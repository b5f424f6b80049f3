// Copyright (c) 2025, Jason Jenkins
// SPDX-License-Identifier: BSD-3-Clause

//! The ordered zone collection edited by the operator.
//!
//! Sequence order is the drawing order: later zones are drawn on top.

use super::zone::{Point, Zone};
use crate::util::color::color_for_index;

/// A single-field change to one zone.
#[derive(Debug, Clone, PartialEq)]
pub enum ZoneEdit {
    Name(String),
    TopLeftX(i32),
    TopLeftY(i32),
    BottomRightX(i32),
    BottomRightY(i32),
    Rotation(f64),
}

impl ZoneEdit {
    fn apply(self, zone: &mut Zone) {
        match self {
            ZoneEdit::Name(name) => zone.name = name,
            ZoneEdit::TopLeftX(x) => zone.top_left.x = x,
            ZoneEdit::TopLeftY(y) => zone.top_left.y = y,
            ZoneEdit::BottomRightX(x) => zone.bottom_right.x = x,
            ZoneEdit::BottomRightY(y) => zone.bottom_right.y = y,
            ZoneEdit::Rotation(degrees) => zone.rotation_degrees = degrees,
        }
    }
}

/// Ordered zones plus the current selection.
#[derive(Debug, Clone, Default, PartialEq)]
pub struct ZoneStore {
    zones: Vec<Zone>,
    selected: Option<usize>,
}

impl ZoneStore {
    /// Wrap a loaded zone list, selecting the first zone if there is one.
    pub fn new(zones: Vec<Zone>) -> Self {
        let selected = if zones.is_empty() { None } else { Some(0) };
        Self { zones, selected }
    }

    pub fn zones(&self) -> &[Zone] {
        &self.zones
    }

    pub fn len(&self) -> usize {
        self.zones.len()
    }

    pub fn is_empty(&self) -> bool {
        self.zones.is_empty()
    }

    pub fn get(&self, index: usize) -> Option<&Zone> {
        self.zones.get(index)
    }

    pub fn selected(&self) -> Option<usize> {
        self.selected
    }

    pub fn selected_zone(&self) -> Option<&Zone> {
        self.selected.and_then(|i| self.zones.get(i))
    }

    /// Add a zone at the end and select it. Returns its index.
    pub fn append(&mut self, zone: Zone) -> usize {
        self.zones.push(zone);
        let index = self.zones.len() - 1;
        self.selected = Some(index);
        index
    }

    /// Add a zone with the default name, placement and color for the next
    /// index, sized to a quarter of the video (at most 200 px per side).
    pub fn append_default(&mut self, video_width: u32, video_height: u32) -> usize {
        let index = self.zones.len();
        let width = (video_width / 4).min(200) as i32;
        let height = (video_height / 4).min(200) as i32;
        let zone = Zone::new(
            Zone::default_name(index),
            Point::new(100, 100),
            Point::new(100 + width, 100 + height),
        )
        .with_color(color_for_index(index));
        self.append(zone)
    }

    /// Remove the zone at `index`; a no-op returning `None` when the index
    /// is out of range or the store is empty.
    ///
    /// The selection keeps its index when still valid, otherwise moves to
    /// the last zone.
    pub fn remove(&mut self, index: usize) -> Option<Zone> {
        if index >= self.zones.len() {
            return None;
        }
        let removed = self.zones.remove(index);
        self.selected = match (self.selected, self.zones.len()) {
            (_, 0) => None,
            (Some(sel), len) if sel >= len => Some(len - 1),
            (Some(sel), _) => Some(sel),
            (None, _) => Some(0),
        };
        Some(removed)
    }

    /// Apply one edit to the zone at `index`. Returns `false` without
    /// touching anything if there is no such zone.
    pub fn update(&mut self, index: usize, edit: ZoneEdit) -> bool {
        match self.zones.get_mut(index) {
            Some(zone) => {
                edit.apply(zone);
                true
            }
            None => false,
        }
    }

    /// Select the zone at `index`; ignored when out of bounds.
    pub fn select(&mut self, index: usize) -> bool {
        if index < self.zones.len() {
            self.selected = Some(index);
            true
        } else {
            false
        }
    }

    /// Swap in a whole new zone list, e.g. after reloading from disk.
    pub fn replace_all(&mut self, zones: Vec<Zone>) {
        *self = Self::new(zones);
    }

    /// Owned copy of the zone list for persisting.
    pub fn to_vec(&self) -> Vec<Zone> {
        self.zones.clone()
    }
}

#[cfg(test)]
mod tests {
    use super::*;
    use crate::models::zone::Color;

    fn zone(name: &str) -> Zone {
        Zone::new(name, Point::new(0, 0), Point::new(10, 10))
    }

    #[test]
    fn test_new_selects_first() {
        assert_eq!(ZoneStore::new(vec![zone("a")]).selected(), Some(0));
        assert_eq!(ZoneStore::new(Vec::new()).selected(), None);
    }

    #[test]
    fn test_append_default_zone() {
        let mut store = ZoneStore::new(vec![zone("a")]);
        let index = store.append_default(640, 480);

        assert_eq!(index, 1);
        assert_eq!(store.selected(), Some(1));
        let added = store.get(1).unwrap();
        assert_eq!(added.name, "Frame_2");
        assert_eq!(added.top_left, Point::new(100, 100));
        assert_eq!(added.bottom_right, Point::new(260, 220));
        assert_eq!(added.rotation_degrees, 0.0);
        assert_eq!(added.color, Some(color_for_index(1)));
    }

    #[test]
    fn test_append_default_caps_size_on_large_video() {
        let mut store = ZoneStore::default();
        store.append_default(1920, 1080);
        assert_eq!(store.get(0).unwrap().bottom_right, Point::new(300, 300));
    }

    #[test]
    fn test_remove_reclamps_selection() {
        let mut store = ZoneStore::new(vec![zone("a"), zone("b"), zone("c")]);
        store.select(2);
        assert_eq!(store.remove(2).unwrap().name, "c");
        assert_eq!(store.selected(), Some(1));

        store.select(0);
        store.remove(0);
        assert_eq!(store.selected(), Some(0));
        assert_eq!(store.selected_zone().unwrap().name, "b");
    }

    #[test]
    fn test_removing_last_zone_leaves_noops() {
        let mut store = ZoneStore::new(vec![zone("only")]);
        assert!(store.remove(0).is_some());
        assert!(store.is_empty());
        assert_eq!(store.selected(), None);

        assert!(store.remove(0).is_none());
        assert!(!store.select(0));
        assert!(!store.update(0, ZoneEdit::Name("x".into())));
        assert!(store.is_empty());
        assert_eq!(store.selected(), None);
    }

    #[test]
    fn test_update_single_fields() {
        let mut store = ZoneStore::new(vec![zone("a")]);
        assert!(store.update(0, ZoneEdit::TopLeftX(5)));
        assert!(store.update(0, ZoneEdit::BottomRightY(-3)));
        assert!(store.update(0, ZoneEdit::Rotation(-90.0)));
        assert!(store.update(0, ZoneEdit::Name("Arena".into())));

        let z = store.get(0).unwrap();
        assert_eq!(z.top_left, Point::new(5, 0));
        assert_eq!(z.bottom_right, Point::new(10, -3));
        assert_eq!(z.rotation_degrees, -90.0);
        assert_eq!(z.name, "Arena");
        assert!(!store.update(3, ZoneEdit::TopLeftY(1)));
    }

    #[test]
    fn test_select_out_of_bounds_is_ignored() {
        let mut store = ZoneStore::new(vec![zone("a"), zone("b")]);
        store.select(1);
        assert!(!store.select(9));
        assert_eq!(store.selected(), Some(1));
    }

    #[test]
    fn test_replace_all() {
        let mut store = ZoneStore::new(vec![zone("a"), zone("b")]);
        store.select(1);
        store.replace_all(vec![zone("c").with_color(Color::BLACK)]);
        assert_eq!(store.len(), 1);
        assert_eq!(store.selected(), Some(0));
        assert_eq!(store.get(0).unwrap().name, "c");
    }
}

◆ EXERCISE INSTRUCTIONS
Repeat the records above exactly.

◆ ANSWER AREA
repository b5f424f6b80049f3
// Copyright (c) 2025, Jason Jenkins
// SPDX-License-Identifier: BSD-3-Clause

//! The ordered zone collection edited by the operator.
//!
//! Sequence order is the drawing order: later zones are drawn on top.

use super::zone::{Point, Zone};
use crate::util::color::color_for_index;

/// A single-field change to one zone.
#[derive(Debug, Clone, PartialEq)]
pub enum ZoneEdit {
    Name(String),
    TopLeftX(i32),
    TopLeftY(i32),
    BottomRightX(i32),
    BottomRightY(i32),
    Rotation(f64),
}

impl ZoneEdit {
    fn apply(self, zone: &mut Zone) {
        match self {
            ZoneEdit::Name(name) => zone.name = name,
            ZoneEdit::TopLeftX(x) => zone.top_left.x = x,
            ZoneEdit::TopLeftY(y) => zone.top_left.y = y,
            ZoneEdit::BottomRightX(x) => zone.bottom_right.x = x,
            ZoneEdit::BottomRightY(y) => zone.bottom_right.y = y,
            ZoneEdit::Rotation(degrees) => zone.rotation_degrees = degrees,
        }
    }
}

/// Ordered zones plus the current selection.
#[derive(Debug, Clone, Default, PartialEq)]
pub struct ZoneStore {
    zones: Vec<Zone>,
    selected: Option<usize>,
}

impl ZoneStore {
    /// Wrap a loaded zone list, selecting the first zone if there is one.
    pub fn new(zones: Vec<Zone>) -> Self {
        let selected = if zones.is_empty() { None } else { Some(0) };
        Self { zones, selected }
    }

    pub fn zones(&self) -> &[Zone] {
        &self.zones
    }

    pub fn len(&self) -> usize {
        self.zones.len()
    }

    pub fn is_empty(&self) -> bool {
        self.zones.is_empty()
    }

    pub fn get(&self, index: usize) -> Option<&Zone> {
        self.zones.get(index)
    }

    pub fn selected(&self) -> Option<usize> {
        self.selected
    }

    pub fn selected_zone(&self) -> Option<&Zone> {
        self.selected.and_then(|i| self.zones.get(i))
    }

    /// Add a zone at the end and select it. Returns its index.
    pub fn append(&mut self, zone: Zone) -> usize {
        self.zones.push(zone);
        let index = self.zones.len() - 1;
        self.selected = Some(index);
        index
    }

    /// Add a zone with the default name, placement and color for the next
    /// index, sized to a quarter of the video (at most 200 px per side).
    pub fn append_default(&mut self, video_width: u32, video_height: u32) -> usize {
        let index = self.zones.len();
        let width = (video_width / 4).min(200) as i32;
        let height = (video_height / 4).min(200) as i32;
        let zone = Zone::new(
            Zone::default_name(index),
            Point::new(100, 100),
            Point::new(100 + width, 100 + height),
        )
        .with_color(color_for_index(index));
        self.append(zone)
    }

    /// Remove the zone at `index`; a no-op returning `None` when the index
    /// is out of range or the store is empty.
    ///
    /// The selection keeps its index when still valid, otherwise moves to
    /// the last zone.
    pub fn remove(&mut self, index: usize) -> Option<Zone> {
        if index >= self.zones.len() {
            return None;
        }
        let removed = self.zones.remove(index);
        self.selected = match (self.selected, self.zones.len()) {
            (_, 0) => None,
            (Some(sel), len) if sel >= len => Some(len - 1),
            (Some(sel), _) => Some(sel),
            (None, _) => Some(0),
        };
        Some(removed)
    }

    /// Apply one edit to the zone at `index`. Returns `false` without
    /// touching anything if there is no such zone.
    pub fn update(&mut self, index: usize, edit: ZoneEdit) -> bool {
        match self.zones.get_mut(index) {
            Some(zone) => {
                edit.apply(zone);
                true
            }
            None => false,
        }
    }

    /// Select the zone at `index`; ignored when out of bounds.
    pub fn select(&mut self, index: usize) -> bool {
        if index < self.zones.len() {
            self.selected = Some(index);
            true
        } else {
            false
        }
    }

    /// Swap in a whole new zone list, e.g. after reloading from disk.
    pub fn replace_all(&mut self, zones: Vec<Zone>) {
        *self = Self::new(zones);
    }

    /// Owned copy of the zone list for persisting.
    pub fn to_vec(&self) -> Vec<Zone> {
        self.zones.clone()
    }
}

#[cfg(test)]
mod tests {
    use super::*;
    use crate::models::zone::Color;

    fn zone(name: &str) -> Zone {
        Zone::new(name, Point::new(0, 0), Point::new(10, 10))
    }

    #[test]
    fn test_new_selects_first() {
        assert_eq!(ZoneStore::new(vec![zone("a")]).selected(), Some(0));
        assert_eq!(ZoneStore::new(Vec::new()).selected(), None);
    }

    #[test]
    fn test_append_default_zone() {
        let mut store = ZoneStore::new(vec![zone("a")]);
        let index = store.append_default(640, 480);

        assert_eq!(index, 1);
        assert_eq!(store.selected(), Some(1));
        let added = store.get(1).unwrap();
        assert_eq!(added.name, "Frame_2");
        assert_eq!(added.top_left, Point::new(100, 100));
        assert_eq!(added.bottom_right, Point::new(260, 220));
        assert_eq!(added.rotation_degrees, 0.0);
        assert_eq!(added.color, Some(color_for_index(1)));
    }

    #[test]
    fn test_append_default_caps_size_on_large_video() {
        let mut store = ZoneStore::default();
        store.append_default(1920, 1080);
        assert_eq!(store.get(0).unwrap().bottom_right, Point::new(300, 300));
    }

    #[test]
    fn test_remove_reclamps_selection() {
        let mut store = ZoneStore::new(vec![zone("a"), zone("b"), zone("c")]);
        store.select(2);
        assert_eq!(store.remove(2).unwrap().name, "c");
        assert_eq!(store.selected(), Some(1));

        store.select(0);
        store.remove(0);
        assert_eq!(store.selected(), Some(0));
        assert_eq!(store.selected_zone().unwrap().name, "b");
    }

    #[test]
    fn test_removing_last_zone_leaves_noops() {
        let mut store = ZoneStore::new(vec![zone("only")]);
        assert!(store.remove(0).is_some());
        assert!(store.is_empty());
        assert_eq!(store.selected(), None);

        assert!(store.remove(0).is_none());
        assert!(!store.select(0));
        assert!(!store.update(0, ZoneEdit::Name("x".into())));
        assert!(store.is_empty());
        assert_eq!(store.selected(), None);
    }

    #[test]
    fn test_update_single_fields() {
        let mut store = ZoneStore::new(vec![zone("a")]);
        assert!(store.update(0, ZoneEdit::TopLeftX(5)));
        assert!(store.update(0, ZoneEdit::BottomRightY(-3)));
        assert!(store.update(0, ZoneEdit::Rotation(-90.0)));
        assert!(store.update(0, ZoneEdit::Name("Arena".into())));

        let z = store.get(0).unwrap();
        assert_eq!(z.top_left, Point::new(5, 0));
        assert_eq!(z.bottom_right, Point::new(10, -3));
        assert_eq!(z.rotation_degrees, -90.0);
        assert_eq!(z.name, "Arena");
        assert!(!store.update(3, ZoneEdit::TopLeftY(1)));
    }

    #[test]
    fn test_select_out_of_bounds_is_ignored() {
        let mut store = ZoneStore::new(vec![zone("a"), zone("b")]);
        store.select(1);
        assert!(!store.select(9));
        assert_eq!(store.selected(), Some(1));
    }

    #[test]
    fn test_replace_all() {
        let mut store = ZoneStore::new(vec![zone("a"), zone("b")]);
        store.select(1);
        store.replace_all(vec![zone("c").with_color(Color::BLACK)]);
        assert_eq!(store.len(), 1);
        assert_eq!(store.selected(), Some(0));
        assert_eq!(store.get(0).unwrap().name, "c");
    }
}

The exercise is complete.